Practical Use of Semantic Search
Focus On The Hay Not The Needle
The needle-haystack analogy for data search is not only tired, it is fundamentally flawed. The analogy implies that what you are looking for is a single or small number of distinct ‘things’ that are of value and the remainder is not. In reality, and especially in enterprise information management, you are really looking at a continuous range of ‘things’. These things, or documents, lie along a spectrum of relevance for any particular topic. There is rarely a bright line between what we are looking for versus what we are not. Adding to the challenge is that the difference between what we want to find and what we don’t care about is subtle and buried within the context of the documents.
Not Quite Total Recall
What seems counter-intuitive is that you are much better served initially to try to find the things you know you don’t want. The reason, as I’ll explain below, is tied to recall and precision. Recall is the term that describes how efficient a search is at finding all the targeted documents or records. For example, if you had a 100,000 documents in a collection, and there were 1,100 related to an issue that you wanted to search for, if your search results returned 800 of the 1,100 then your recall would be 73%. Recall is a very important concept in information management. When you search Google you really don’t care about recall, and neither does Google for the most part.
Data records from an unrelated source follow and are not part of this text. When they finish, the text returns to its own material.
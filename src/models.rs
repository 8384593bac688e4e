use chrono::{NaiveDate, NaiveTime, Weekday};
use serde::{Deserialize, Serialize};
use uuid::Uuid;

use crate::dates;

pub const DEFAULT_CYCLE_DAYS: u32 = 28;
pub const DEFAULT_MENSTRUAL_DAYS: u32 = 5;

/// Cycle settings exactly as they are persisted under `@cycle_settings`.
///
/// `last_period_date` stays a raw string: older entries hold a full ISO
/// timestamp, newer ones a plain `yyyy-MM-dd` date.
#[derive(Debug, Clone, Serialize, Deserialize, PartialEq)]
#[serde(rename_all = "camelCase")]
pub struct CycleSettings {
    #[serde(default)]
    pub last_period_date: Option<String>,
    #[serde(default = "default_cycle_days")]
    pub cycle_days: u32,
    #[serde(default = "default_menstrual_days")]
    pub menstrual_days: u32,
    #[serde(default)]
    pub notifications_enabled: bool,
}

fn default_cycle_days() -> u32 {
    DEFAULT_CYCLE_DAYS
}

fn default_menstrual_days() -> u32 {
    DEFAULT_MENSTRUAL_DAYS
}

impl Default for CycleSettings {
    fn default() -> Self {
        Self {
            last_period_date: None,
            cycle_days: DEFAULT_CYCLE_DAYS,
            menstrual_days: DEFAULT_MENSTRUAL_DAYS,
            notifications_enabled: false,
        }
    }
}

impl CycleSettings {
    pub fn new(last_period: NaiveDate, cycle_days: u32, menstrual_days: u32) -> Self {
        Self {
            last_period_date: Some(dates::to_iso(last_period)),
            cycle_days,
            menstrual_days,
            notifications_enabled: false,
        }
    }
}

/// Typed cycle configuration consumed by the calculator.
#[derive(Debug, Clone, Copy, Serialize, Deserialize, PartialEq, Eq)]
pub struct CycleConfiguration {
    pub last_period_start: NaiveDate,
    pub cycle_length_days: u32,
    pub period_length_days: u32,
}

impl CycleConfiguration {
    pub fn new(
        last_period_start: NaiveDate,
        cycle_length_days: u32,
        period_length_days: u32,
    ) -> Self {
        Self {
            last_period_start,
            cycle_length_days,
            period_length_days,
        }
    }

    /// Cycle length used for arithmetic. Never zero.
    pub fn effective_cycle_length(&self) -> i64 {
        i64::from(self.cycle_length_days.max(1))
    }

    /// Move the anchor forward to the most recent logged start, if newer.
    pub fn anchored_to(&self, period_log: &[NaiveDate]) -> Self {
        match period_log.iter().max() {
            Some(&latest) if latest > self.last_period_start => Self {
                last_period_start: latest,
                ..*self
            },
            _ => *self,
        }
    }
}

#[derive(Debug, Clone, Copy, Serialize, Deserialize, PartialEq, Eq, PartialOrd, Ord, Hash)]
#[serde(rename_all = "lowercase")]
pub enum Phase {
    Menstruation,
    Follicular,
    Ovulation,
    Luteal,
}

impl Phase {
    pub fn label(&self) -> &'static str {
        match self {
            Phase::Menstruation => "menstruation",
            Phase::Follicular => "follicular",
            Phase::Ovulation => "ovulation",
            Phase::Luteal => "luteal",
        }
    }
}

impl std::fmt::Display for Phase {
    fn fmt(&self, f: &mut std::fmt::Formatter<'_>) -> std::fmt::Result {
        f.write_str(self.label())
    }
}

/// Where "today" sits in the current cycle.
#[derive(Debug, Clone, Copy, Serialize, Deserialize, PartialEq, Eq)]
pub struct CycleStatus {
    pub current_day_in_cycle: u32,
    pub phase: Phase,
    pub days_until_next_period: i64,
    pub next_period_date: NaiveDate,
    pub current_cycle_start: NaiveDate,
    pub cycle_length_days: u32,
}

#[derive(Debug, Clone, Copy, Serialize, Deserialize, PartialEq, Eq, Hash)]
pub enum MarkingCategory {
    LoggedPeriod,
    PredictedPeriod,
}

#[derive(Debug, Clone, Copy, Serialize, Deserialize, PartialEq, Eq)]
pub struct FertilityWindow {
    pub fertile_start: NaiveDate,
    pub fertile_end: NaiveDate,
    pub ovulation_day: NaiveDate,
    pub peak_start: NaiveDate,
    pub peak_end: NaiveDate,
}

#[derive(Debug, Clone, Serialize, Deserialize, PartialEq)]
pub struct CycleStats {
    pub total_cycles: usize,
    pub avg_cycle_length: Option<f32>,
    pub shortest_cycle: Option<i64>,
    pub longest_cycle: Option<i64>,
    pub last_period_start: Option<NaiveDate>,
}

/// Reminder toggles persisted under `@notification_settings`.
#[derive(Debug, Clone, Serialize, Deserialize, PartialEq)]
#[serde(rename_all = "camelCase")]
pub struct ReminderSettings {
    #[serde(default)]
    pub enable_all: bool,
    #[serde(default)]
    pub menstrual_reminder: bool,
    #[serde(default)]
    pub ovulation_reminder: bool,
    #[serde(default)]
    pub ovulation_day_reminder: bool,
    #[serde(default)]
    pub ovulation_end_reminder: bool,
    #[serde(default = "default_reminder_time")]
    pub reminder_time: NaiveTime,
}

fn default_reminder_time() -> NaiveTime {
    NaiveTime::from_hms_opt(9, 0, 0).unwrap_or(NaiveTime::MIN)
}

impl Default for ReminderSettings {
    fn default() -> Self {
        Self {
            enable_all: false,
            menstrual_reminder: false,
            ovulation_reminder: false,
            ovulation_day_reminder: false,
            ovulation_end_reminder: false,
            reminder_time: default_reminder_time(),
        }
    }
}

#[derive(Debug, Clone, Copy, Serialize, Deserialize, PartialEq, Eq, PartialOrd, Ord)]
pub enum ReminderKind {
    Menstrual,
    Ovulation,
    OvulationDay,
    OvulationEnd,
}

impl ReminderKind {
    pub fn message(&self) -> &'static str {
        match self {
            ReminderKind::Menstrual => "Your period is expected to start soon",
            ReminderKind::Ovulation => "Your fertile window opens tomorrow",
            ReminderKind::OvulationDay => "Peak fertility starts today",
            ReminderKind::OvulationEnd => "Your fertile window ends today",
        }
    }
}

#[derive(Debug, Clone, Copy, Serialize, Deserialize, PartialEq, Eq)]
pub struct Reminder {
    pub kind: ReminderKind,
    pub at: chrono::NaiveDateTime,
}

/// How often a medication is due.
#[derive(Debug, Clone, Serialize, Deserialize, PartialEq, Eq)]
#[serde(tag = "type", rename_all = "snake_case")]
pub enum Frequency {
    Daily,
    EveryNDays { interval: u32 },
    Weekly { days_of_week: Vec<Weekday> },
    Monthly { day_of_month: u32 },
}

#[derive(Debug, Clone, Serialize, Deserialize, PartialEq)]
pub struct Medication {
    pub id: Uuid,
    pub name: String,
    pub dosage: String,
    pub frequency: Frequency,
    pub created_on: NaiveDate,
    #[serde(default)]
    pub taken_on: Vec<NaiveDate>,
}

impl Medication {
    pub fn new(
        name: impl Into<String>,
        dosage: impl Into<String>,
        frequency: Frequency,
        created_on: NaiveDate,
    ) -> Self {
        Self {
            id: Uuid::new_v4(),
            name: name.into(),
            dosage: dosage.into(),
            frequency,
            created_on,
            taken_on: Vec::new(),
        }
    }
}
If you search for “how long do zebras live?” you don’t care about returning all documents on the web that relate to that question, you just want a few good examples to pick from. On the other hand, if you are doing an investigation of pricing irregularities at your organization, you really want to see all the documents that might be relevant. Google can have a recall of 60% and you can be very happy, but relying on 60% recall for your enterprise search can be very unhealthy for ones career.
Precision can be seen as the Yin to recall’s Yang. Precision is a measure of the quality of your search results as expressed as “what percent of the search results are actually what I wanted?”. If your precision is low, it means that your search results returned a lot of things that are irrelevant to what you want. Conversely, a high precision means that of the results returned by your search, most of them are spot on topic. In the example above, if your search with 73% recall had 60% precision it would mean that your search result would have returned 1,333 documents, of which 800 were actually relevant. We unconsciously play a balancing game of recall and precision when doing web searches every day. If I’m looking to buy a new Jeep Wrangler I search for “Jeep Wrangler” but that gives me all kind of results I don’t want. So I increase the precision by adding more terms like “used”, or “2 door”. Adding more specificity increases the precision of my search, but also reduces the recall. There may be “previously owned” Jeeps that do not have the word “used” in the description, so increasing my precision is reducing my recall.
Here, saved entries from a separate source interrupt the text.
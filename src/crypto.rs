//! Passphrase-based sealing of the vault file.
//!
//! Layout of a sealed blob:
//!
//! ```text
//! tag "BLM1" | m_cost u32le | t_cost u32le | p_cost u32le | salt (16) | nonce (12) | ciphertext
//! ```
//!
//! Everything before the ciphertext is bound as associated data, so tampering
//! with the KDF parameters fails authentication like a wrong passphrase does.

use aes_gcm::{
    aead::{Aead, KeyInit, Payload},
    Aes256Gcm, Nonce,
};
use argon2::{Algorithm, Argon2, Params, Version};
use rand::RngCore;
use zeroize::{Zeroize, ZeroizeOnDrop, Zeroizing};

const FORMAT_TAG: &[u8; 4] = b"BLM1";
const SALT_LEN: usize = 16;
const NONCE_LEN: usize = 12;
const KEY_LEN: usize = 32;
const HEADER_LEN: usize = FORMAT_TAG.len() + 12 + SALT_LEN + NONCE_LEN;

#[derive(Debug, thiserror::Error)]
pub enum CryptoError {
    #[error("key derivation failed")]
    KeyDerivation,
    #[error("encryption failed")]
    Encryption,
    #[error("decryption failed: wrong passphrase or corrupted vault")]
    Decryption,
    #[error("not a vault file")]
    InvalidFormat,
}

/// User passphrase, wiped from memory when dropped.
#[derive(Clone, Zeroize, ZeroizeOnDrop)]
pub struct Passphrase(String);

impl Passphrase {
    pub fn new(raw: impl Into<String>) -> Self {
        Self(raw.into())
    }

    fn as_bytes(&self) -> &[u8] {
        self.0.as_bytes()
    }
}

impl std::fmt::Debug for Passphrase {
    fn fmt(&self, f: &mut std::fmt::Formatter<'_>) -> std::fmt::Result {
        f.write_str("Passphrase(***)")
    }
}

/// Argon2id cost parameters, stored in every sealed blob.
#[derive(Debug, Clone, Copy, PartialEq, Eq)]
pub struct KdfParams {
    pub memory_kib: u32,
    pub iterations: u32,
    pub parallelism: u32,
}

impl KdfParams {
    pub const STANDARD: KdfParams = KdfParams {
        memory_kib: 65536,
        iterations: 3,
        parallelism: 1,
    };

    /// Cheap parameters for tests.
    pub const INSECURE_FAST: KdfParams = KdfParams {
        memory_kib: 64,
        iterations: 1,
        parallelism: 1,
    };

    /// Highest costs accepted from a vault header.
    pub const MAX_ACCEPTED: KdfParams = KdfParams {
        memory_kib: 1 << 20,
        iterations: 16,
        parallelism: 8,
    };

    fn within_limits(&self) -> bool {
        let max = Self::MAX_ACCEPTED;
        self.memory_kib <= max.memory_kib
            && self.iterations <= max.iterations
            && self.parallelism <= max.parallelism
    }

    fn derive(
        &self,
        passphrase: &Passphrase,
        salt: &[u8],
    ) -> Result<Zeroizing<[u8; KEY_LEN]>, CryptoError> {
        let params = Params::new(
            self.memory_kib,
            self.iterations,
            self.parallelism,
            Some(KEY_LEN),
        )
        .map_err(|_| CryptoError::KeyDerivation)?;
        let argon2 = Argon2::new(Algorithm::Argon2id, Version::V0x13, params);

        let mut key = Zeroizing::new([0u8; KEY_LEN]);
        argon2
            .hash_password_into(passphrase.as_bytes(), salt, &mut key[..])
            .map_err(|_| CryptoError::KeyDerivation)?;
        Ok(key)
    }
}

impl Default for KdfParams {
    fn default() -> Self {
        Self::STANDARD
    }
}

fn header(params: &KdfParams, salt: &[u8], nonce: &[u8]) -> Vec<u8> {
    let mut out = Vec::with_capacity(HEADER_LEN);
    out.extend_from_slice(FORMAT_TAG);
    out.extend_from_slice(&params.memory_kib.to_le_bytes());
    out.extend_from_slice(&params.iterations.to_le_bytes());
    out.extend_from_slice(&params.parallelism.to_le_bytes());
    out.extend_from_slice(salt);
    out.extend_from_slice(nonce);
    out
}

fn read_u32(bytes: &[u8], at: usize) -> Result<u32, CryptoError> {
    bytes
        .get(at..at + 4)
        .and_then(|b| b.try_into().ok())
        .map(u32::from_le_bytes)
        .ok_or(CryptoError::InvalidFormat)
}

pub fn seal(
    passphrase: &Passphrase,
    params: &KdfParams,
    plaintext: &[u8],
) -> Result<Vec<u8>, CryptoError> {
    let mut salt = [0u8; SALT_LEN];
    let mut nonce_bytes = [0u8; NONCE_LEN];
    rand::thread_rng().fill_bytes(&mut salt);
    rand::thread_rng().fill_bytes(&mut nonce_bytes);

    let key = params.derive(passphrase, &salt)?;
    let cipher = Aes256Gcm::new_from_slice(&key[..]).map_err(|_| CryptoError::Encryption)?;

    let mut sealed = header(params, &salt, &nonce_bytes);
    let ciphertext = cipher
        .encrypt(
            Nonce::from_slice(&nonce_bytes),
            Payload {
                msg: plaintext,
                aad: &sealed,
            },
        )
        .map_err(|_| CryptoError::Encryption)?;
    sealed.extend_from_slice(&ciphertext);
    Ok(sealed)
}

/// KDF parameters a blob was sealed with. Costs above
/// [`KdfParams::MAX_ACCEPTED`] are rejected before any key is derived.
pub fn sealed_params(sealed: &[u8]) -> Result<KdfParams, CryptoError> {
    if sealed.len() <= HEADER_LEN || &sealed[..FORMAT_TAG.len()] != FORMAT_TAG {
        return Err(CryptoError::InvalidFormat);
    }
    let params = KdfParams {
        memory_kib: read_u32(sealed, 4)?,
        iterations: read_u32(sealed, 8)?,
        parallelism: read_u32(sealed, 12)?,
    };
    if !params.within_limits() {
        return Err(CryptoError::InvalidFormat);
    }
    Ok(params)
}

/// Open a blob produced by [`seal`]. The returned buffer is wiped on drop.
pub fn open(passphrase: &Passphrase, sealed: &[u8]) -> Result<Zeroizing<Vec<u8>>, CryptoError> {
    let params = sealed_params(sealed)?;
    let salt_at = FORMAT_TAG.len() + 12;
    let nonce_at = salt_at + SALT_LEN;
    let (head, ciphertext) = sealed.split_at(HEADER_LEN);

    let key = params.derive(passphrase, &head[salt_at..nonce_at])?;
    let cipher = Aes256Gcm::new_from_slice(&key[..]).map_err(|_| CryptoError::Decryption)?;
    let plaintext = cipher
        .decrypt(
            Nonce::from_slice(&head[nonce_at..]),
            Payload {
                msg: ciphertext,
                aad: head,
            },
        )
        .map_err(|_| CryptoError::Decryption)?;
    Ok(Zeroizing::new(plaintext))
}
Without going into details, I can assure you that no technology for searching unstructured data like emails or documents, has 100% recall and 100% precision. In fact recall of 50% or higher is very good for traditional text searches, and precision of those same searches is rarely over 50%. So if you are trying to find your ‘needle in a haystack’ you’re destined to miss half the needles and get whole lot of hay with the needles you do find.
Culling Your Way Shorter Timelines and Reduced Cost
The answer is to look for the hay. By searching for things you know are not relevant you negate the recall problem. If you are looking for things you do not want, essentially what you want to cull, then it doesn’t matter if you only find 50, 60 or 70 percent, because you only risk leaving a few extra documents in your collection. As you iterate through different content areas you know are not relevant, you delete them from your collection. With each iteration the remaining population becomes more concentrated with the documents you do want to isolate. This provides 2 very real-world benefits.
- Reducing your collection saves you time, reduces resources and generally makes all downstream processes faster and cheaper. This is a recurring theme in information governance and ediscovery, in that the further upstream you can start attacking data size the more cost reductions you can realize, and
- All search and analysis technologies will work better in a ‘target rich’ environment. Reducing the noise in the population via culling will allow all downstream searches and analysis to deliver much richer results.
But how exactly do you search for things you don’t want, when you don’t know what those things might be? The answer lies in semantic, or concept, search. A robust semantic search engine will be able to naively (meaning without training) crawl your data and group documents by concept or topic. You’ll be able to identify meeting reminders, travel alerts, commercial advertisements and various other documents and records that are clearly irrelevant to your investigation and remove that noise. Most importantly, you can do it in bulk without putting eyes on every document because of the power of the technology and because you are inverting the search process to the unwanted items. The net result is a machine assisted way to radically streamline workflows and information management tasks. For high cost processes like e-discovery, it is not uncommon for this simple change in workflow and technology to yield 60-80% reductions in document volumes and similar levels of cost reductions. I have worked on more than one project that has seen 7 digit cost savings from purposefully integrating semantic search into early data analysis.
So concept search is not just a shiny new technology; it has real world applications to reduce project and operational costs across the whole spectrum of information management. The very early days of concept search spawned all types of claims, but the best tools out there today require no training or configuration, will scale to millions of records, and can easily pay for themselves in cost avoidance within a single year.